Sunday, December 14, 2008

Last Days of the Raj


I’m glad England’s cricketers popped back to India to finish their tour. Otherwise I wouldn’t have experienced that sweet sense of shock this morning when I discovered that we could actually win the Test in Madras (sorry, I mean “Chennai” – it’s difficult remembering all the new names India has given its cities to disguise its colonial past)*.

Though I haven’t been back for nearly thirty years, I can still vividly recall India’s smells and sounds. Last week, while moving house, I opened a dusty old box and memories of my year-long trip came pouring out in a pile of faded photographs. One exposes me with hippy beard and long hair, clutching a piece of tinsel and a plate of Christmas pudding: Christmas 1979, Uttar Pradesh. In another I’m bowling very badly against a group of Punjabi children screaming with laughter at my sporting ineptitude. India takes its cricket very seriously. If we win this game, there’ll be gnashing of teeth across the sub-continent.

Madras was on our original itinerary, but we were distracted by an unexpected encounter. Driving from the South with Jilly in our little Volkswagen campervan, we’d decided to visit Khana tiger reserve in Central India. Arriving at sunset we were just parking up in a jungle clearing when we heard a low rumble, then a deep booming voice called out “What, ho! English?” We peered through the undergrowth; lumbering towards us was an enormous elephant and perched on top was an impossibly tall man who looked and sounded just like David Niven. “I say, you must be on your way to the Queen Elizabeth Cup – would you care for a gin and tonic?”

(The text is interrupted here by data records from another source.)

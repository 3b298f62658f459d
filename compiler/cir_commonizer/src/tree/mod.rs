//! The merged-by-signature declaration tree.
//!
//! [`MergedTree`] is an arena of [`CirNode`]s. Each node holds one optional
//! declaration per target, matched by [`NodeKey`], and a once-computed
//! common declaration. The driver fills the common cells top-down and never
//! descends below a node without one, so pruned subtrees stay uncomputed.
//!
//! After a run the arena is handed out read-only as a [`CommonizedTree`].

mod build;
mod driver;
mod key;

use std::cell::OnceCell;
use std::fmt;

use cir_ir::Declaration;

pub use key::{ArgumentSignature, NodeKey, ParameterSignatures, TypeSignature};
pub(crate) use driver::TreeCommonizer;

use crate::members::ValueParameterNamesPatch;
use crate::CommonizerError;

/// Index into a [`MergedTree`].
///
/// Only trees hand ids out; an id is meaningful for the tree it came from.
#[derive(Copy, Clone, Eq, PartialEq, Hash)]
#[repr(transparent)]
pub struct NodeId(u32);

impl NodeId {
    #[inline]
    #[expect(
        clippy::cast_possible_truncation,
        reason = "node counts are bounded by declaration counts, far below u32::MAX"
    )]
    pub(crate) const fn from_index(index: usize) -> Self {
        NodeId(index as u32)
    }

    #[inline]
    pub const fn index(self) -> usize {
        self.0 as usize
    }

    #[inline]
    pub const fn raw(self) -> u32 {
        self.0
    }
}

impl fmt::Debug for NodeId {
    fn fmt(&self, f: &mut fmt::Formatter<'_>) -> fmt::Result {
        write!(f, "NodeId({})", self.0)
    }
}

/// One node of the merged tree.
#[derive(Debug)]
pub struct CirNode {
    key: NodeKey,
    parent: Option<NodeId>,
    children: Vec<NodeId>,
    /// One slot per target, in target order.
    targets: Vec<Option<Declaration>>,
    common: OnceCell<Option<Declaration>>,
    patched: bool,
}

impl CirNode {
    fn new(key: NodeKey, parent: Option<NodeId>, target_count: usize) -> Self {
        Self {
            key,
            parent,
            children: Vec::new(),
            targets: vec![None; target_count],
            common: OnceCell::new(),
            patched: false,
        }
    }

    #[inline]
    pub fn key(&self) -> &NodeKey {
        &self.key
    }

    #[inline]
    pub fn parent(&self) -> Option<NodeId> {
        self.parent
    }

    #[inline]
    pub fn children(&self) -> &[NodeId] {
        &self.children
    }

    /// Per-target declarations, after any parameter-name patch.
    #[inline]
    pub fn targets(&self) -> &[Option<Declaration>] {
        &self.targets
    }

    /// The common declaration; `None` if there is none or the node was
    /// pruned with its parent.
    pub fn common(&self) -> Option<&Declaration> {
        self.common.get().and_then(Option::as_ref)
    }

    /// Whether the common declaration has been computed.
    pub fn is_computed(&self) -> bool {
        self.common.get().is_some()
    }

    pub fn is_patched(&self) -> bool {
        self.patched
    }

    /// Rename parameters of the targets named by `patch`.
    fn apply_patch(
        &mut self,
        id: NodeId,
        patch: &ValueParameterNamesPatch,
    ) -> Result<(), CommonizerError> {
        if self.patched {
            return Err(CommonizerError::PatchAlreadyApplied { node: id.raw() });
        }
        for &target in &patch.targets {
            match self.targets.get_mut(target) {
                Some(Some(Declaration::Function(function))) => patch.apply_to(function),
                Some(Some(Declaration::Constructor(constructor))) => patch.apply_to(constructor),
                _ => {}
            }
        }
        self.patched = true;
        Ok(())
    }
}

/// Arena of merged nodes.
#[derive(Debug)]
pub struct MergedTree {
    nodes: Vec<CirNode>,
    roots: Vec<NodeId>,
    target_count: usize,
    patched_nodes: usize,
}

impl MergedTree {
    /// # Panics
    ///
    /// If `id` was not handed out by this tree. See [`MergedTree::get`].
    #[inline]
    pub fn node(&self, id: NodeId) -> &CirNode {
        &self.nodes[id.index()]
    }

    #[inline]
    pub fn get(&self, id: NodeId) -> Option<&CirNode> {
        self.nodes.get(id.index())
    }

    #[inline]
    pub fn roots(&self) -> &[NodeId] {
        &self.roots
    }

    #[inline]
    pub fn len(&self) -> usize {
        self.nodes.len()
    }

    #[inline]
    pub fn is_empty(&self) -> bool {
        self.nodes.is_empty()
    }

    pub fn target_count(&self) -> usize {
        self.target_count
    }

    /// Child of `parent` (a root if `None`) with the given key.
    pub fn find(&self, parent: Option<NodeId>, key: &NodeKey) -> Option<NodeId> {
        let siblings = match parent {
            Some(parent) => self.node(parent).children(),
            None => self.roots(),
        };
        siblings.iter().copied().find(|&id| self.node(id).key() == key)
    }

    /// Resolve a path of keys from the roots.
    pub fn find_path(&self, path: &[NodeKey]) -> Option<NodeId> {
        path.iter()
            .try_fold(None, |parent, key| self.find(parent, key).map(Some))
            .flatten()
    }

    pub fn iter(&self) -> impl Iterator<Item = (NodeId, &CirNode)> {
        self.nodes
            .iter()
            .enumerate()
            .map(|(index, node)| (NodeId::from_index(index), node))
    }
}

/// Result of a commonization run: the merged tree with every reachable
/// common declaration computed and every parameter-name patch applied.
#[derive(Debug)]
pub struct CommonizedTree {
    tree: MergedTree,
}

impl CommonizedTree {
    pub(crate) fn new(tree: MergedTree) -> Self {
        Self { tree }
    }

    #[inline]
    pub fn roots(&self) -> &[NodeId] {
        self.tree.roots()
    }

    /// # Panics
    ///
    /// If `id` was not handed out by this tree, as for every accessor taking
    /// a [`NodeId`]. See [`CommonizedTree::get`].
    #[inline]
    pub fn node(&self, id: NodeId) -> &CirNode {
        self.tree.node(id)
    }

    #[inline]
    pub fn get(&self, id: NodeId) -> Option<&CirNode> {
        self.tree.get(id)
    }

    #[inline]
    pub fn children(&self, id: NodeId) -> &[NodeId] {
        self.tree.node(id).children()
    }

    /// The common declaration of `id`; `None` means it stays
    /// platform-specific.
    #[inline]
    pub fn common(&self, id: NodeId) -> Option<&Declaration> {
        self.tree.node(id).common()
    }

    /// Declarations of `id` per target, after patching.
    #[inline]
    pub fn target_declarations(&self, id: NodeId) -> &[Option<Declaration>] {
        self.tree.node(id).targets()
    }

    pub fn find(&self, parent: Option<NodeId>, key: &NodeKey) -> Option<NodeId> {
        self.tree.find(parent, key)
    }

    pub fn find_path(&self, path: &[NodeKey]) -> Option<NodeId> {
        self.tree.find_path(path)
    }

    /// Number of nodes whose per-target parameter names were rewritten.
    pub fn patched_count(&self) -> usize {
        self.tree.patched_nodes
    }

    pub fn len(&self) -> usize {
        self.tree.len()
    }

    pub fn is_empty(&self) -> bool {
        self.tree.is_empty()
    }

    pub fn iter(&self) -> impl Iterator<Item = (NodeId, &CirNode)> {
        self.tree.iter()
    }

    pub fn into_inner(self) -> MergedTree {
        self.tree
    }
}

So began our friendship with the extraordinary Bob Wright, a man who managed to preserve the spirit of the British Raj throughout his life. He was a kind of stereotypical Englishman abroad; he’d stayed in the country after partition, and had established a little tourist camp (appropriately called Kipling Camp) in India’s most important tiger reserve. “Never heard of the Queen Elizabeth?” he roared at us, “It’s in Calcutta, the most important horserace in India; everyone will be there, you simply have to go”. Several gin and tonics later, we made a pact. We’d go to the race if he came with us in our van.

“You’re on,” he cried. And we promptly forgot all about it.

At dawn the following morning there was a tap on the van door. There was Bob’s diminutive manservant Nubi, and behind him were lined up more than a dozen suitcases and bedding rolls. Bob was bringing his entire entourage.

Calcutta was 1300 miles away, along a dirt track optimistically named National Highway 7. We didn’t drive along it, we bounced; for six whole days. Weighed down by Bob’s huge frame, luggage and servant, our suspension trawled through the dust and potholes. Swerving to avoid brightly coloured lorries and buses, trying not to hit ox carts, we grew to ignore the cries from the back as Nubi, sitting on the bedding rolls, kept bouncing up and hitting the ceiling. Every few hundred miles or so there’d be a smart government sign: “Roads Define The Culture of a Nation”. Quite.

At nightfall, Bob would instruct us to drive into centre of the nearest village where he’d boom out of the window, “Where’s the inspection bungalow?” Whereupon a mob of children would lead us to the only stone house, built by the British for their touring magistrates. An ancient manager would open the shutters, dust down the bedrooms, prepare us a meal and find a punka-walla to operate the human powered fans. All for about twenty pence. It was as if the British had never left; we’d gone back fifty years and were living a scene from Jewel In The Crown.

Now I doubt our English cricketers are getting service like that, however grand their Chennai hotel.

* Of course, this was written before England performed its customary eleventh hour collapse. I guess I shouldn't have mentioned the possibility of winning. Or touched wood, or something.

1 comment:

Hadriana's Treasures said...

Yes, quite. Hopefully 2009 will see the boys on better form! Happy Christmas to you and yours.